GOAL OF THE EXERCISE:
In the following material, identify every line holding the string "removed" and return it.

DATA RECORDS:

impl Document {
    pub fn new() -> Self {
        Self::build(FlowConfig::default())
    }

    pub fn with_config(config: FlowConfig) -> Result<Self> {
        let layout = config.layout.clone();
        let mut document = Self::build(config);
        document.layout.set_current(&layout)?;
        Ok(document)
    }

    fn build(config: FlowConfig) -> Self {
        let registry = KindRegistry::with_builtins();
        let mut nodes = NodeArena::new();
        let entry = registry
            .get(ROOT)
            .unwrap_or_else(|| Rc::new(KindEntry::stub(ROOT)));
        let root = nodes.insert(FlowNode::new(
            ROOT_ID,
            entry,
            true,
            GeometryState::new(Size::default(), None),
        ));
        let mut render = RenderTree::new(root);
        render.set_refine_branches(config.refine_branches);
        Self {
            registry,
            nodes,
            origin: OriginTree::new(root),
            render,
            layout: LayoutEngine::new(),
            config,
            geometry_version: 0,
            disposed: false,
        }
    }

    fn ensure_live(&self) -> Result<()> {
        if self.disposed {
            Err(FlowError::Disposed)
        } else {
            Ok(())
        }
    }

    fn require(&self, id: &str) -> Result<NodeKey> {
        self.ensure_live()?;
        self.nodes
            .key_of(id)
            .ok_or_else(|| FlowError::NodeNotFound(id.to_string()))
    }

    /// Runs `f` inside an origin batch unless one is already open.
    fn batched<T>(&mut self, f: impl FnOnce(&mut Self) -> Result<T>) -> Result<T> {
        let opened = self.origin.begin_batch();
        let result = f(self);
        if opened {
            self.origin.end_batch();
        }
        result
    }

    pub fn config(&self) -> &FlowConfig {
        &self.config
    }

    pub fn registry(&self) -> &KindRegistry {
        &self.registry
    }

    pub fn is_disposed(&self) -> bool {
        self.disposed
    }

    pub fn origin(&self) -> &OriginTree {
        &self.origin
    }

    /// Projection as of the last [`Document::refresh`] or
    /// [`Document::update_render`].
    pub fn render(&self) -> &RenderTree {
        &self.render
    }

    pub fn root(&self) -> NodeKey {
        self.origin.root()
    }

    // Registration.

    pub fn register_kind(&mut self, registration: KindRegistration) -> Result<()> {
        self.ensure_live()?;
        self.registry.register(registration)?;
        let default_size = self.config.spacing.default_node_size;
        for node in self.nodes.iter_mut() {
            if let Some(entry) = self.registry.get(node.kind()) {
                let size = entry.meta.size.unwrap_or(default_size);
                if !node.geometry.reseed(size, entry.meta.origin) {
                    node.geometry.mark_dirty();
                }
                node.set_entry(entry);
            }
        }
        self.geometry_version += 1;
        Ok(())
    }

    pub fn register_layout(
        &mut self,
        key: impl Into<String>,
        strategy: impl LayoutStrategy + 'static,
    ) -> Result<()> {
        self.ensure_live()?;
        let key = key.into();
        if key == self.layout.current() {
            self.invalidate_geometry();
        }
        self.layout.register(key, Rc::new(strategy));
        Ok(())
    }

    pub fn set_layout(&mut self, key: &str) -> Result<()> {
        self.ensure_live()?;
        if self.layout.set_current(key)? {
            self.config.layout = key.to_string();
            self.invalidate_geometry();
        }
        Ok(())
    }

    pub fn layout_key(&self) -> &str {
        self.layout.current()
    }

    pub fn set_refine_branches(&mut self, enabled: bool) {
        self.config.refine_branches = enabled;
        self.render.set_refine_branches(enabled);
    }

    fn invalidate_geometry(&mut self) {
        for node in self.nodes.iter_mut() {
            node.geometry.mark_dirty();
        }
        self.geometry_version += 1;
    }

    // Declarative loading.

    pub fn from_json(&mut self, records: &[NodeRecord]) -> Result<()> {
        self.ensure_live()?;
        self.batched(|doc| doc.reconcile(records))
    }

    pub fn from_json_str(&mut self, input: &str) -> Result<()> {
        let records = parse_records(input)?;
        self.from_json(&records)
    }

    // Editing.

    /// Creates `record` (and its subtree) under `parent`, appended unless an
    /// index is given.
    pub fn add_node(
        &mut self,
        record: NodeRecord,
        parent: Option<&str>,
        index: Option<usize>,
    ) -> Result<NodeKey> {
        let parent = match parent {
            Some(id) => self.require(id)?,
            None => {
                self.ensure_live()?;
                self.root()
            }
        };
        let index = index.unwrap_or_else(|| self.origin.children(parent).len());
        self.batched(|doc| doc.insert_record(record, parent, index))
    }

    /// Creates `record` right after the node `after`.
    pub fn add_after(&mut self, after: &str, record: NodeRecord) -> Result<NodeKey> {
        let before = self.require(after)?;
        let parent = self
            .origin
            .parent(before)
            .ok_or_else(|| TopologyError::Detached(after.to_string()))?;
        let index = self
            .origin
            .children(parent)
            .iter()
            .position(|key| *key == before)
            .map(|idx| idx + 1)
            .unwrap_or_else(|| self.origin.children(parent).len());
        self.batched(|doc| doc.insert_record(record, parent, index))
    }

    /// Moves the named nodes under `parent`, keeping their relative order.
    pub fn move_nodes(&mut self, ids: &[&str], parent: &str, index: usize) -> Result<()> {
        let parent = self.require(parent)?;
        let keys = ids
            .iter()
            .map(|id| self.require(id))
            .collect::<Result<Vec<_>>>()?;
        self.origin.move_children(parent, &keys, index)
    }

    /// Disposes `id` and its whole origin subtree.
    pub fn remove_node(&mut self, id: &str) -> Result<()> {
        let key = self.require(id)?;
        if key == self.root() {
            return Err(FlowError::RootRemoval);
        }
        self.dispose_subtree(key)?;
        Ok(())
    }

    pub(crate) fn dispose_subtree(&mut self, key: NodeKey) -> Result<usize> {
        let removed = self.origin.remove(key, true)?;
        for key in &removed {
            self.render.forget(*key);
            self.nodes.remove(*key);
        }
        trace!(count = removed.len(), "disposed subtree");
        Ok(removed.len())
    }

    pub(crate) fn resolve_kind(&self, kind: &str) -> Result<Rc<KindEntry>> {
        match self.registry.get(kind) {
            Some(entry) => Ok(entry),
            None if self.config.strict_kinds => Err(FlowError::UnknownKind(kind.to_string())),
            None => {
                warn!(kind, "unregistered kind, using a bare stub");
                Ok(Rc::new(KindEntry::stub(kind)))
            }
        }
    }

    /// Tears the document down. Every later call fails with
    /// [`FlowError::Disposed`].
    pub fn dispose(&mut self) {
        if self.disposed {
            return;
        }
        self.origin.clear_listeners();
        self.layout.clear_listeners();
        let root = self.root();
        let children = self.origin.children(root).to_vec();
        for child in children {
            let _ = self.dispose_subtree(child);
        }
        self.nodes = NodeArena::new();
        self.disposed = true;
    }

    // Lookup.

    pub fn node(&self, id: &str) -> Option<&FlowNode> {
        self.nodes.get(self.nodes.key_of(id)?)
    }

    pub fn node_mut(&mut self, id: &str) -> Option<&mut FlowNode> {
        let key = self.nodes.key_of(id)?;
        self.nodes.get_mut(key)
    }

    pub fn node_by_key(&self, key: NodeKey) -> Option<&FlowNode> {
        self.nodes.get(key)
    }

    pub fn key_of(&self, id: &str) -> Option<NodeKey> {
        self.nodes.key_of(id)
    }

    /// Live nodes in creation order, root first.
    pub fn all_nodes(&self) -> impl Iterator<Item = &FlowNode> {
        self.nodes.iter()
    }

    pub fn node_count(&self) -> usize {
        self.nodes.len()
    }

    fn ids(&self, keys: &[NodeKey]) -> Vec<&str> {
        keys.iter()
            .filter_map(|key| self.nodes.get(*key))
            .map(FlowNode::id)
            .collect()
    }

    pub fn origin_children(&self, id: &str) -> Result<Vec<&str>> {
        let key = self.require(id)?;
        Ok(self.ids(self.origin.children(key)))
    }

    pub fn render_children(&self, id: &str) -> Result<Vec<&str>> {
        let key = self.require(id)?;
        Ok(self.ids(self.render.children(key)))
    }

    // Collapse and measurement.

    /// Collapses or expands `id`; kinds that are not `expandable` ignore it.
    /// Returns whether the collapsed set changed.
    pub fn set_collapsed(&mut self, id: &str, collapsed: bool) -> Result<bool> {
        let key = self.require(id)?;
        let Some(node) = self.nodes.get(key) else {
            return Ok(false);
        };
        if !node.entry().meta.expandable(&node.view()) {
            return Ok(false);
        }
        let changed = if collapsed {
            self.render.collapse(key)
        } else {
            self.render.expand(key)
        };
        Ok(changed)
    }

    pub fn is_collapsed(&self, id: &str) -> Result<bool> {
        let key = self.require(id)?;
        Ok(self.render.is_collapsed(key))
    }

    /// Assigns a measured size. Containers derive theirs, so for them this
    /// does nothing.
    pub fn set_size(&mut self, id: &str, size: Size) -> Result<()> {
        let key = self.require(id)?;
        let Some(node) = self.nodes.get_mut(key) else {
            return Ok(());
        };
        if node.is_container() {
            trace!(id, "ignored size on a container");
            return Ok(());
        }
        if node.geometry.set_size(size) {
            self.geometry_version += 1;
        }
        Ok(())
    }

    pub fn set_origin(&mut self, id: &str, origin: Option<Point>) -> Result<()> {
        let key = self.require(id)?;
        let Some(node) = self.nodes.get_mut(key) else {
            return Ok(());
        };
        if node.geometry.set_origin(origin) {
            self.geometry_version += 1;
        }
        Ok(())
    }

    // Refresh and geometry.

    /// Rebuilds the render projection when the origin tree or the collapsed
    /// set moved. Returns whether it was rebuilt.
    pub fn update_render(&mut self) -> Result<bool> {
        self.ensure_live()?;
        if !self.render.needs_update(self.origin.version()) {
            return Ok(false);
        }
        let facts = KindFacts(&self.nodes);
        self.render.update_render_struct(&self.origin, &facts);
        Ok(true)
    }

    /// Brings the projection and the geometry up to date. Returns `false`
    /// without doing any work when nothing changed since the last call.
    pub fn refresh(&mut self) -> Result<bool> {
        self.update_render()?;
        let stamp = LayoutStamp {
            render_version: self.render.version(),
            geometry_version: self.geometry_version,
        };
        if self.layout.is_current(stamp) {
            return Ok(false);
        }
        self.layout
            .run(&self.render, &mut self.nodes, &self.config.spacing, stamp);
        Ok(true)
    }

    /// Node recomputations performed by every refresh so far.
    pub fn recompute_count(&self) -> usize {
        self.layout.recompute_count()
    }

    pub fn geometry(&self) -> Result<GeometryReader<'_>> {
        self.ensure_live()?;
        Ok(GeometryReader {
            tree: &self.render,
            nodes: &self.nodes,
            strategy: self.layout.active(),
            spacing: &self.config.spacing,
            epoch: self.layout.epoch(),
        })
    }

    pub fn size(&self, id: &str) -> Result<Option<Size>> {
        let key = self.require(id)?;
        Ok(self.geometry()?.size(key))
    }

    pub fn position(&self, id: &str) -> Result<Option<Point>> {
        let key = self.require(id)?;
        Ok(self.geometry()?.position(key))
    }

    pub fn local_bounds(&self, id: &str) -> Result<Option<Rect>> {
        let key = self.require(id)?;
        Ok(self.geometry()?.local_bounds(key))
    }

    pub fn bounds(&self, id: &str) -> Result<Option<Rect>> {
        let key = self.require(id)?;
        Ok(self.geometry()?.bounds(key))
    }

    pub fn input_point(&self, id: &str) -> Result<Option<Point>> {
        let key = self.require(id)?;
        Ok(self.geometry()?.input_point(key))
    }

    pub fn output_point(&self, id: &str) -> Result<Option<Point>> {
        let key = self.require(id)?;
        Ok(self.geometry()?.output_point(key))
    }

    // Notifications.

    pub fn on_tree_change(&mut self, listener: impl FnMut(&TreeChange) + 'static) -> ListenerId {
        self.origin.on_change(listener)
    }

    pub fn off_tree_change(&mut self, id: ListenerId) -> bool {
        self.origin.off_change(id)
    }

    pub fn on_refresh(&mut self, listener: impl FnMut(&RefreshEvent) + 'static) -> ListenerId {
        self.layout.on_refresh(listener)
    }

    pub fn off_refresh(&mut self, id: ListenerId) -> bool {
        self.layout.off_refresh(id)
    }

    /// Groups edits so tree-change listeners hear about them once.
    pub fn batch(&mut self) -> Result<DocumentBatch<'_>> {
        self.ensure_live()?;
        if !self.origin.begin_batch() {
            return Err(FlowError::BatchActive);
        }
        Ok(DocumentBatch { document: self })
    }
}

OUTPUT BELOW:
        let removed = self.origin.remove(key, true)?;
        for key in &removed {
        trace!(count = removed.len(), "disposed subtree");
        Ok(removed.len())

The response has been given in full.